Supreme Court decision leaves Bruce with few options in concussion case

Dan Ralph, Canadian Press

Arland Bruce III won’t be having his day in court.

The Supreme Court of Canada said Thursday it won’t hear Bruce’s concussion lawsuit against the CFL and former commissioner Mark Cohon. The decision came after two B.C. courts – the Supreme Court of British Columbia and British Columbia Court of Appeal – dismissed the suit, saying the Supreme Court previously ruled unionized employees must use labour arbitration and not the courts to resolve disputes that arise from their collective agreement.

Bruce’s lawyers argued the CFL’s collective agreement is unusual because athletes individually negotiate their pay, have no long-term disability insurance plan, are excluded from occupational health and safety regulations and aren’t entitled to workers compensation.

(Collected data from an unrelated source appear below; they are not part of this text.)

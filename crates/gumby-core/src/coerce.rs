//! Coerced keyword fields: typed values persisted as keyword strings.

use std::marker::PhantomData;

use serde_json::{Value, json};
use uuid::Uuid;

use crate::{
  Error, Result,
  enumeration::Enumeration,
  field::{FieldKind, expect_str},
  path::FieldPath,
};

// ─── Enumeration-backed ──────────────────────────────────────────────────────

/// A keyword holding one member of the enumeration `E`, persisted as the
/// member's canonical string.
pub struct EnumKeyword<E>(PhantomData<fn() -> E>);

impl<E> EnumKeyword<E> {
  pub const fn new() -> Self { Self(PhantomData) }
}

impl<E> Clone for EnumKeyword<E> {
  fn clone(&self) -> Self { *self }
}

impl<E> Copy for EnumKeyword<E> {}

impl<E> std::fmt::Debug for EnumKeyword<E> {
  fn fmt(&self, f: &mut std::fmt::Formatter<'_>) -> std::fmt::Result {
    write!(f, "EnumKeyword<{}>", std::any::type_name::<E>())
  }
}

impl<E: Enumeration> FieldKind for EnumKeyword<E> {
  type Value = E;

  fn mapping(&self) -> Value { json!({ "type": "keyword" }) }

  fn encode(&self, value: &E) -> Result<Value> {
    Ok(Value::String(value.as_str().to_owned()))
  }

  fn decode(&self, raw: &Value) -> Result<E> {
    E::from_canonical(expect_str(raw, "string")?)
  }

  /// An unknown member is reported together with every allowed value.
  fn violation(&self, field: &FieldPath, error: Error) -> Error {
    match error {
      Error::UnknownEnumMember { given } => Error::InvalidEnumValue {
        field: field.clone(),
        given,
        allowed: E::allowed(),
      },
      other => other.at(field),
    }
  }
}

// ─── Identifier ──────────────────────────────────────────────────────────────

/// A keyword holding a UUID, persisted as lowercase hyphenated text.
#[derive(Debug, Clone, Copy, Default)]
pub struct UuidKeyword;

impl UuidKeyword {
  /// Coerce either an identifier or its text into an identifier.
  ///
  /// Already-structured input is returned unchanged.
  pub fn coerce(input: impl IntoIdentifier) -> Result<Uuid> {
    input.into_identifier()
  }
}

impl FieldKind for UuidKeyword {
  type Value = Uuid;

  fn mapping(&self) -> Value { json!({ "type": "keyword" }) }

  fn encode(&self, value: &Uuid) -> Result<Value> {
    Ok(Value::String(value.hyphenated().to_string()))
  }

  fn decode(&self, raw: &Value) -> Result<Uuid> {
    UuidKeyword::coerce(expect_str(raw, "string")?)
  }
}

/// Anything that can become an identifier.
pub trait IntoIdentifier {
  fn into_identifier(self) -> Result<Uuid>;
}

impl IntoIdentifier for Uuid {
  fn into_identifier(self) -> Result<Uuid> { Ok(self) }
}

impl IntoIdentifier for &str {
  fn into_identifier(self) -> Result<Uuid> {
    Uuid::parse_str(self).map_err(|_| Error::MalformedIdentifier {
      given: self.to_owned(),
    })
  }
}

impl IntoIdentifier for &String {
  fn into_identifier(self) -> Result<Uuid> { self.as_str().into_identifier() }
}

#[cfg(test)]
mod tests {
  use super::*;
  use crate::{field::Field, sex::Sex};

  const SEX: Field<EnumKeyword<Sex>> = Field::optional("sex", EnumKeyword::new());
  const REQUIRED_SEX: Field<EnumKeyword<Sex>> =
    Field::required("sex", EnumKeyword::new());
  const ID: Field<UuidKeyword> = Field::required("id", UuidKeyword);

  #[test]
  fn every_member_round_trips() {
    for &sex in Sex::MEMBERS {
      let encoded = SEX.encode(Some(&sex)).unwrap();
      assert_eq!(encoded, Value::String(sex.as_str().to_owned()));
      assert_eq!(SEX.decode(Some(&encoded)).unwrap(), Some(sex));
    }
  }

  #[test]
  fn null_is_not_unknown() {
    assert_eq!(SEX.encode(None).unwrap(), Value::Null);
    assert_eq!(SEX.decode(Some(&Value::Null)).unwrap(), None);
    assert_eq!(
      SEX.decode(Some(&json!("unknown"))).unwrap(),
      Some(Sex::Unknown)
    );
  }

  #[test]
  fn unknown_string_fails_decode() {
    let err = SEX.decode(Some(&json!("martian"))).unwrap_err();
    assert!(matches!(err, Error::UnknownEnumMember { ref given } if given == "martian"));
  }

  #[test]
  fn validate_lists_allowed_values() {
    let err = SEX.validate_raw(Some(&json!("martian"))).unwrap_err();
    match err {
      Error::InvalidEnumValue {
        field,
        given,
        allowed,
      } => {
        assert_eq!(field.to_string(), "sex");
        assert_eq!(given, "martian");
        assert_eq!(allowed, vec!["unknown", "non-binary", "female", "male"]);
      }
      other => panic!("unexpected error: {other:?}"),
    }
    assert!(SEX.validate_raw(Some(&json!("non-binary"))).is_ok());
    assert!(SEX.validate_raw(None).is_ok());
  }

  #[test]
  fn required_enum_null_is_one_missing_violation() {
    assert!(matches!(
      REQUIRED_SEX.validate(None),
      Err(Error::MissingRequiredField { .. })
    ));
    assert!(matches!(
      REQUIRED_SEX.validate_raw(Some(&Value::Null)),
      Err(Error::MissingRequiredField { .. })
    ));
    assert!(SEX.validate(None).is_ok());
  }

  #[test]
  fn identifier_round_trips_canonically() {
    let id = Uuid::new_v4();
    let encoded = ID.encode(Some(&id)).unwrap();
    assert_eq!(encoded, Value::String(id.hyphenated().to_string()));
    assert_eq!(ID.decode(Some(&encoded)).unwrap(), Some(id));
  }

  #[test]
  fn identifier_encodes_lowercase() {
    let id = UuidKeyword::coerce("3F5E1C2A-9B1D-4C3E-8F00-0123456789AB").unwrap();
    assert_eq!(
      UuidKeyword.encode(&id).unwrap(),
      json!("3f5e1c2a-9b1d-4c3e-8f00-0123456789ab")
    );
  }

  #[test]
  fn identifier_coerce_is_idempotent() {
    let id = Uuid::new_v4();
    assert_eq!(UuidKeyword::coerce(id).unwrap(), id);
    let text = id.to_string();
    assert_eq!(UuidKeyword::coerce(&text).unwrap(), id);
  }

  #[test]
  fn malformed_identifier() {
    assert!(matches!(
      ID.decode(Some(&json!("not-a-uuid"))),
      Err(Error::MalformedIdentifier { ref given }) if given == "not-a-uuid"
    ));
    assert_eq!(ID.decode(None).unwrap(), None);
  }

  #[test]
  fn required_identifier_null_fails_encode() {
    assert!(matches!(
      ID.encode(None),
      Err(Error::MissingRequiredField { .. })
    ));
  }
}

As usual in decisions on leaves to appeal, the Supreme Court gave no reasons for refusing to hear the case.

“I’d by lying if I said I wasn’t saddened and surprised,” said Robyn Wishart, Bruce’s lawyer. “I’m surprised because I thought (Supreme Court of Canada) would hear it.

“You don’t get any reasons for it . . . you can’t answer the ‘Why?’ And that’s hard for me because so many families were waiting for this and obviously that’s the first question they have, but this isn’t over.”

Wishart said she’ll take Bruce’s case to arbitration.

“We’ll file Monday and have his injuries looked at through arbitration,” she said. “That’s obviously a process that isn’t necessarily to his advantage . . . but we’ll run with arbitration and see how it goes.”

Predictably, the CFL was happy with the ruling.

“The CFL is very pleased with the Supreme Court of Canada’s decision,” it said in a statement. “We hope that this decision brings finality to any proceedings in the courts with respect to concussion litigation against the CFL.”

Bruce, 40, had originally named neuroscientist Dr. Charles Tator, the Krembil Neuroscience Centre of Toronto, the Canadian Football League Alumni Association and its executive director, Leo Ezerins, in his suit. But action was discontinued against them as they weren’t bound by collective agreement.

Bruce played 14 seasons in the CFL (2001-2014) with Winnipeg, Toronto, Hamilton, B.C. and Montreal, winning Grey Cups with the Argonauts (2004) and Lions (2011). Bruce filed his lawsuit in 2014.

In court documents, Bruce says he sustained “permanent and disabling” repetitive head trauma as a player and continues to suffer post-concussive symptoms, including depression, paranoia, delusions and other medical issues.

“All I can say is we took on a fight many people thought we shouldn’t start in the first place.” Wishart said. “Our definition of a win has always been the public needs to know so if we look at it from the definition of what our goal was, to have people understand what’s happening, we win.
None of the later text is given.